### EXERCISE
What is the number of lines in these entries that contain "profit"? State it alone.

** Opening DATASET RECORDS block **

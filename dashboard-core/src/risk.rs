use serde::{Deserialize, Serialize};

/// Rolling risk summary broadcast on the risk-metrics room.
///
/// Replaced wholesale on each update; the dashboard never derives these
/// locally because the risk engine owns the day-boundary reset logic.
#[derive(Debug, Clone, Default, Deserialize, Serialize)]
pub struct RiskMetrics {
    #[serde(default)]
    pub daily_pnl: f64,
    #[serde(default)]
    pub daily_trades: u64,
    #[serde(default)]
    pub consecutive_losses: u32,
    #[serde(default)]
    pub current_exposure: f64,
    #[serde(default)]
    pub max_exposure: f64,
    #[serde(default)]
    pub exposure_utilization_pct: f64,
}
//! Real-time synchronization layer for the trading dashboard.
//!
//! Merges two independent sources into one coherent, duplicate-free
//! application state:
//!
//! - a **push channel**: one websocket per [`Room`](dashboard_core::Room)
//!   delivering asynchronous events, each link owning its own
//!   connect/heartbeat/backoff lifecycle ([`connection`], [`registry`]),
//! - a **pull channel**: periodic REST snapshots on independent timers
//!   ([`poll`], [`rest`]).
//!
//! Inbound frames pass through the [`dispatch`] boundary (decode, classify,
//! drop malformed), and every mutation of canonical state goes through the
//! single [`reconcile::Reconciler`] entry point, which republishes an
//! immutable [`state::DashboardSnapshot`] (with freshly derived metrics)
//! after each change. [`service::SyncService`] wires the whole pipeline and
//! hands out read-only snapshot receivers; rendering is an external
//! collaborator and never mutates state.

pub mod config;
pub mod connection;
pub mod dispatch;
pub mod error;
pub mod poll;
pub mod reconcile;
pub mod registry;
pub mod rest;
pub mod service;
pub mod state;

pub use config::SyncConfig;
pub use connection::{ConnectionState, ConnectionStatus};
pub use error::SyncError;
pub use registry::{ConnectionRegistry, ConnectivitySnapshot};
pub use service::{SyncHandle, SyncService};
pub use state::{DashboardSnapshot, DashboardState};
//! Message-passing boundary between transport and reconciliation.
//!
//! Raw frames from every room funnel through here: decode, classify by the
//! `type` field, forward to the reconciler. Control traffic (heartbeat
//! replies, connection acks) is filtered out, and a malformed frame is
//! dropped with a diagnostic - decode failures never propagate.

use crate::connection::RawFrame;
use crate::reconcile::StateUpdate;
use chrono::{DateTime, Utc};
use dashboard_core::{LogEntry, PriceQuote, RiskMetrics, Signal, SystemStatus};
use serde::Deserialize;
use std::collections::HashMap;
use tokio::sync::mpsc;
use tracing::{debug, warn};

/// Inbound frame envelope: `{ type, data, timestamp }`.
#[derive(Debug, Deserialize)]
struct WsFrame {
    #[serde(rename = "type")]
    kind: String,
    #[serde(default)]
    data: serde_json::Value,
    #[serde(default)]
    #[allow(dead_code)]
    timestamp: Option<DateTime<Utc>>,
}

/// Parses inbound frames and routes typed updates to the reconciler.
pub struct MessageDispatcher {
    update_tx: mpsc::Sender<StateUpdate>,
    /// Pokes the trades poller: trades are pull-sourced wholesale, so a
    /// trade push only signals that a re-poll is worthwhile.
    trade_refresh_tx: mpsc::Sender<()>,
}

impl MessageDispatcher {
    pub fn new(update_tx: mpsc::Sender<StateUpdate>, trade_refresh_tx: mpsc::Sender<()>) -> Self {
        Self {
            update_tx,
            trade_refresh_tx,
        }
    }

    /// Consume frames until every connection has hung up.
    pub async fn run(self, mut frame_rx: mpsc::Receiver<RawFrame>) {
        while let Some(frame) = frame_rx.recv().await {
            self.dispatch(frame).await;
        }
        debug!("frame channel closed, dispatcher stopping");
    }

    /// Decode and route one frame. Malformed frames are dropped.
    pub async fn dispatch(&self, frame: RawFrame) {
        let room = frame.room;

        // Heartbeat reply to our "ping" text frame - not JSON, never routed
        if frame.text.trim() == "pong" {
            debug!(%room, "heartbeat acknowledged");
            return;
        }

        let envelope: WsFrame = match serde_json::from_str(&frame.text) {
            Ok(envelope) => envelope,
            Err(err) => {
                warn!(%room, %err, "dropping malformed frame");
                return;
            }
        };

        let update = match envelope.kind.as_str() {
            "signal" => match serde_json::from_value::<Signal>(envelope.data) {
                Ok(signal) => StateUpdate::Signal(signal),
                Err(err) => {
                    warn!(%room, %err, "dropping undecodable signal event");
                    return;
                }
            },
            "trade" => {
                debug!(%room, "trade activity, requesting trades re-poll");
                let _ = self.trade_refresh_tx.try_send(());
                return;
            }
            "price" | "prices" => match decode_price_table(envelope.data) {
                Ok(quotes) => StateUpdate::Prices(quotes),
                Err(err) => {
                    warn!(%room, %err, "dropping undecodable price event");
                    return;
                }
            },
            "health" => match serde_json::from_value::<SystemStatus>(envelope.data) {
                Ok(status) => StateUpdate::Status(status),
                Err(err) => {
                    warn!(%room, %err, "dropping undecodable health event");
                    return;
                }
            },
            "risk" => match serde_json::from_value::<RiskMetrics>(envelope.data) {
                Ok(risk) => StateUpdate::Risk(risk),
                Err(err) => {
                    warn!(%room, %err, "dropping undecodable risk event");
                    return;
                }
            },
            "log" => match serde_json::from_value::<LogEntry>(envelope.data) {
                Ok(entry) => StateUpdate::Log(entry),
                Err(err) => {
                    warn!(%room, %err, "dropping undecodable log event");
                    return;
                }
            },
            // Server-side acks and echoes - control traffic, never reconciled
            "connection" | "welcome" | "echo" | "ping" | "pong" => {
                debug!(%room, kind = %envelope.kind, "control frame filtered");
                return;
            }
            other => {
                debug!(%room, kind = %other, "unhandled frame type");
                return;
            }
        };

        if self.update_tx.send(update).await.is_err() {
            debug!(%room, "reconciler gone, dropping update");
        }
    }
}

/// Decode a price table from either a bare `symbol -> quote` map or the
/// feed's `{ "prices": { ... } }` wrapper. Quote symbols missing from the
/// payload body are backfilled from the map keys.
pub(crate) fn decode_price_table(
    value: serde_json::Value,
) -> Result<HashMap<String, PriceQuote>, serde_json::Error> {
    #[derive(Deserialize)]
    struct Wrapper {
        prices: HashMap<String, PriceQuote>,
    }

    let mut table = serde_json::from_value::<HashMap<String, PriceQuote>>(value.clone())
        .or_else(|_| serde_json::from_value::<Wrapper>(value).map(|wrapper| wrapper.prices))?;

    for (symbol, quote) in table.iter_mut() {
        if quote.symbol.is_empty() {
            quote.symbol = symbol.clone();
        }
    }
    Ok(table)
}

#[cfg(test)]
mod tests {
    use super::*;
    use dashboard_core::{Room, SignalStatus};
    use serde_json::json;

    fn dispatcher() -> (
        MessageDispatcher,
        mpsc::Receiver<StateUpdate>,
        mpsc::Receiver<()>,
    ) {
        let (update_tx, update_rx) = mpsc::channel(16);
        let (refresh_tx, refresh_rx) = mpsc::channel(4);
        (
            MessageDispatcher::new(update_tx, refresh_tx),
            update_rx,
            refresh_rx,
        )
    }

    fn frame(room: Room, text: impl Into<String>) -> RawFrame {
        RawFrame::new(room, text.into(), Utc::now())
    }

    #[tokio::test]
    async fn test_signal_frame_is_routed() {
        let (dispatcher, mut update_rx, _refresh_rx) = dispatcher();

        let text = json!({
            "type": "signal",
            "data": {"signal_id": 9, "symbol": "XAUUSD", "direction": "buy", "status": "received"},
            "timestamp": "2025-11-20T10:15:00Z"
        })
        .to_string();
        dispatcher.dispatch(frame(Room::Signals, text)).await;

        match update_rx.try_recv().unwrap() {
            StateUpdate::Signal(signal) => {
                assert_eq!(signal.id, 9);
                assert_eq!(signal.status, SignalStatus::Received);
            }
            other => panic!("unexpected update: {other:?}"),
        }
    }

    #[tokio::test]
    async fn test_malformed_frame_is_dropped_without_error() {
        let (dispatcher, mut update_rx, _refresh_rx) = dispatcher();

        dispatcher
            .dispatch(frame(Room::Signals, "{not valid json"))
            .await;
        dispatcher
            .dispatch(frame(Room::Signals, r#"{"missing": "type field"}"#))
            .await;

        assert!(update_rx.try_recv().is_err());
    }

    #[tokio::test]
    async fn test_control_frames_never_reach_reconciler() {
        let (dispatcher, mut update_rx, _refresh_rx) = dispatcher();

        dispatcher.dispatch(frame(Room::Signals, "pong")).await;
        let ack = json!({
            "type": "connection",
            "status": "connected",
            "room": "signals"
        })
        .to_string();
        dispatcher.dispatch(frame(Room::Signals, ack)).await;

        assert!(update_rx.try_recv().is_err());
    }

    #[tokio::test]
    async fn test_trade_push_pokes_refresh_only() {
        let (dispatcher, mut update_rx, mut refresh_rx) = dispatcher();

        let text = json!({"type": "trade", "data": {"id": 5}}).to_string();
        dispatcher.dispatch(frame(Room::Trades, text)).await;

        assert!(refresh_rx.try_recv().is_ok());
        assert!(update_rx.try_recv().is_err());
    }

    #[tokio::test]
    async fn test_price_frame_accepts_wrapped_table() {
        let (dispatcher, mut update_rx, _refresh_rx) = dispatcher();

        let text = json!({
            "type": "price",
            "data": {"prices": {"EURUSD": {"price": 1.0842, "change_24h": 0.12}}}
        })
        .to_string();
        dispatcher.dispatch(frame(Room::Prices, text)).await;

        match update_rx.try_recv().unwrap() {
            StateUpdate::Prices(quotes) => {
                // Symbol backfilled from the map key
                assert_eq!(quotes["EURUSD"].symbol, "EURUSD");
                assert_eq!(quotes["EURUSD"].change_pct, 0.12);
            }
            other => panic!("unexpected update: {other:?}"),
        }
    }

    #[test]
    fn test_decode_price_table_bare_map() {
        let table = decode_price_table(json!({
            "BTCUSD": {"symbol": "BTCUSD", "price": 97250.0},
            "ETHUSD": {"price": 3600.0}
        }))
        .unwrap();

        assert_eq!(table.len(), 2);
        assert_eq!(table["ETHUSD"].symbol, "ETHUSD");
    }
}
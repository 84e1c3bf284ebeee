//! The single mutation point for canonical state.
//!
//! Push events and pull snapshots both funnel into one [`StateUpdate`]
//! channel consumed by the [`Reconciler`] task, so no two updates can ever
//! interleave mid-mutation. After each update the reconciler recomputes the
//! derived metrics and publishes a fresh [`DashboardSnapshot`].

use crate::state::{DashboardSnapshot, DashboardState};
use chrono::{DateTime, Utc};
use dashboard_core::{
    LogEntry, PriceQuote, RiskMetrics, Signal, StatsSnapshot, SystemStatus, Trade,
};
use std::collections::HashMap;
use tokio::sync::{mpsc, watch};
use tracing::debug;

/// One serialized mutation of canonical state.
#[derive(Debug)]
pub enum StateUpdate {
    /// A single signal observation from the push channel.
    Signal(Signal),
    /// A batch of signal observations from a pull snapshot.
    Signals(Vec<Signal>),
    /// Wholesale trade history replacement (pull-sourced only).
    Trades(Vec<Trade>),
    /// Wholesale price table replacement.
    Prices(HashMap<String, PriceQuote>),
    /// Wholesale stats replacement; supersedes local increments.
    Stats(StatsSnapshot),
    Status(SystemStatus),
    Risk(RiskMetrics),
    Log(LogEntry),
    Clock(DateTime<Utc>),
}

/// Owns [`DashboardState`] and applies every update in arrival order.
pub struct Reconciler {
    state: DashboardState,
    snapshot_tx: watch::Sender<DashboardSnapshot>,
    initial_balance: f64,
    max_log_entries: usize,
}

impl Reconciler {
    pub fn new(
        initial_balance: f64,
        max_log_entries: usize,
    ) -> (Self, watch::Receiver<DashboardSnapshot>) {
        let (snapshot_tx, snapshot_rx) = watch::channel(DashboardSnapshot::empty());
        let reconciler = Self {
            state: DashboardState::default(),
            snapshot_tx,
            initial_balance,
            max_log_entries,
        };
        (reconciler, snapshot_rx)
    }

    /// Consume updates until every producer has hung up.
    pub async fn run(mut self, mut update_rx: mpsc::Receiver<StateUpdate>) {
        while let Some(update) = update_rx.recv().await {
            self.apply(update);
        }
        debug!("update channel closed, reconciler stopping");
    }

    /// Apply one update and republish the snapshot.
    pub fn apply(&mut self, update: StateUpdate) {
        match update {
            StateUpdate::Signal(signal) => self.apply_signal_event(signal),
            StateUpdate::Signals(signals) => {
                for signal in signals {
                    self.apply_signal_event(signal);
                }
            }
            StateUpdate::Trades(trades) => self.apply_trade_snapshot(trades),
            StateUpdate::Prices(quotes) => self.apply_price_table(quotes),
            StateUpdate::Stats(stats) => self.apply_stats_snapshot(stats),
            StateUpdate::Status(status) => self.state.system = status,
            StateUpdate::Risk(risk) => self.state.risk = risk,
            StateUpdate::Log(entry) => self.apply_log(entry),
            StateUpdate::Clock(now) => {
                self.state.updated_at = now;
                self.publish();
                return;
            }
        }
        self.state.updated_at = Utc::now();
        self.publish();
    }

    /// Insert a brand-new signal at the front of the collection, or fold an
    /// update into the existing entry without moving it or re-counting it.
    fn apply_signal_event(&mut self, incoming: Signal) {
        match self
            .state
            .signals
            .iter_mut()
            .find(|signal| signal.id == incoming.id)
        {
            Some(existing) => existing.merge_update(incoming),
            None => {
                self.state.signals.insert(0, incoming);
                self.state.stats.total_signals += 1;
            }
        }
    }

    /// Trades are replaced wholesale in delivery order; they are never
    /// pushed incrementally.
    fn apply_trade_snapshot(&mut self, trades: Vec<Trade>) {
        self.state.trades = trades;
    }

    /// Any price update is a full table snapshot; symbols missing from the
    /// incoming set are removed.
    fn apply_price_table(&mut self, quotes: HashMap<String, PriceQuote>) {
        self.state.prices = quotes;
    }

    /// Last writer wins between pull replacement and local increments.
    fn apply_stats_snapshot(&mut self, stats: StatsSnapshot) {
        self.state.stats = stats;
    }

    fn apply_log(&mut self, entry: LogEntry) {
        self.state.logs.push_back(entry);
        while self.state.logs.len() > self.max_log_entries {
            self.state.logs.pop_front();
        }
    }

    fn publish(&self) {
        let _ = self
            .snapshot_tx
            .send(DashboardSnapshot::capture(&self.state, self.initial_balance));
    }

    pub fn state(&self) -> &DashboardState {
        &self.state
    }
}
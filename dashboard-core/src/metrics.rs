//! Pure derivations over canonical state.
//!
//! Everything here is a side-effect-free function of its inputs; the
//! reconciler recomputes the full [`DerivedMetrics`] after every mutation
//! and publishes it alongside the state snapshot.

use crate::price::PriceQuote;
use crate::signal::{Direction, Signal};
use crate::stats::StatsSnapshot;
use crate::trade::Trade;
use chrono::{DateTime, Utc};
use derive_more::Constructor;
use itertools::Itertools;
use std::collections::HashMap;

/// One point of the cumulative profit/loss sequence, one per trade.
#[derive(Debug, Clone, Copy, PartialEq, Constructor)]
pub struct EquityPoint {
    pub index: usize,
    pub cumulative_pnl: f64,
    pub timestamp: DateTime<Utc>,
}

/// Per-signal derived figures.
#[derive(Debug, Clone, Copy, Default, PartialEq)]
pub struct SignalMetrics {
    pub risk_reward: f64,
    pub progress_pct: f64,
}

/// The full set of derived views published with each state snapshot.
#[derive(Debug, Clone, Default)]
pub struct DerivedMetrics {
    pub equity_curve: Vec<EquityPoint>,
    pub win_rate: f64,
    pub signal_metrics: HashMap<u64, SignalMetrics>,
}

impl DerivedMetrics {
    /// Recompute every derived view from the current canonical state.
    pub fn derive(
        signals: &[Signal],
        trades: &[Trade],
        quotes: &HashMap<String, PriceQuote>,
        stats: &StatsSnapshot,
        initial_balance: f64,
    ) -> Self {
        let signal_metrics = signals
            .iter()
            .map(|signal| {
                let progress = quotes
                    .get(&signal.symbol)
                    .map(|quote| position_progress(signal, quote.price))
                    .unwrap_or(0.0);
                let metrics = SignalMetrics {
                    risk_reward: risk_reward(signal),
                    progress_pct: progress,
                };
                (signal.id, metrics)
            })
            .collect();

        Self {
            equity_curve: equity_curve(trades, initial_balance),
            win_rate: win_rate(stats),
            signal_metrics,
        }
    }
}

/// Cumulative profit/loss across trades in chronological order.
///
/// Trades arrive newest-first for display, so they are re-sorted oldest-first
/// here. A trade without a realised pnl contributes zero.
pub fn equity_curve(trades: &[Trade], initial_balance: f64) -> Vec<EquityPoint> {
    let mut cumulative = initial_balance;
    trades
        .iter()
        .sorted_by_key(|trade| trade.timestamp)
        .enumerate()
        .map(|(index, trade)| {
            cumulative += trade.net_pnl.unwrap_or(0.0);
            EquityPoint::new(index, cumulative, trade.timestamp)
        })
        .collect()
}

/// Percentage of closed trades that were winners, in `[0, 100]`.
///
/// Zero when no trades have closed yet.
pub fn win_rate(stats: &StatsSnapshot) -> f64 {
    if stats.closed_trades == 0 {
        return 0.0;
    }
    (stats.winning_trades as f64 / stats.closed_trades as f64 * 100.0).clamp(0.0, 100.0)
}

/// Reward distance over risk distance for a signal.
///
/// Zero when the stop distance is zero or the signal is missing any of the
/// three price levels.
pub fn risk_reward(signal: &Signal) -> f64 {
    let (Some(entry), Some(stop), Some(target)) =
        (signal.entry_price, signal.stop_loss, signal.final_target())
    else {
        return 0.0;
    };
    let risk = (entry - stop).abs();
    if risk == 0.0 {
        return 0.0;
    }
    (target - entry).abs() / risk
}

/// Fraction of the entry-to-final-target distance the price has travelled,
/// as a percentage clamped to `[0, 100]`.
///
/// Direction-aware: a buy measures moves above entry, a sell moves below.
/// Zero when the signal has no usable entry/target span.
pub fn position_progress(signal: &Signal, current_price: f64) -> f64 {
    let (Some(entry), Some(target)) = (signal.entry_price, signal.final_target()) else {
        return 0.0;
    };
    let (span, travelled) = match signal.direction {
        Direction::Buy => (target - entry, current_price - entry),
        Direction::Sell => (entry - target, entry - current_price),
    };
    if span <= 0.0 {
        return 0.0;
    }
    (travelled / span * 100.0).clamp(0.0, 100.0)
}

** Closing DATASET RECORDS block **

### FINISHED TASK
2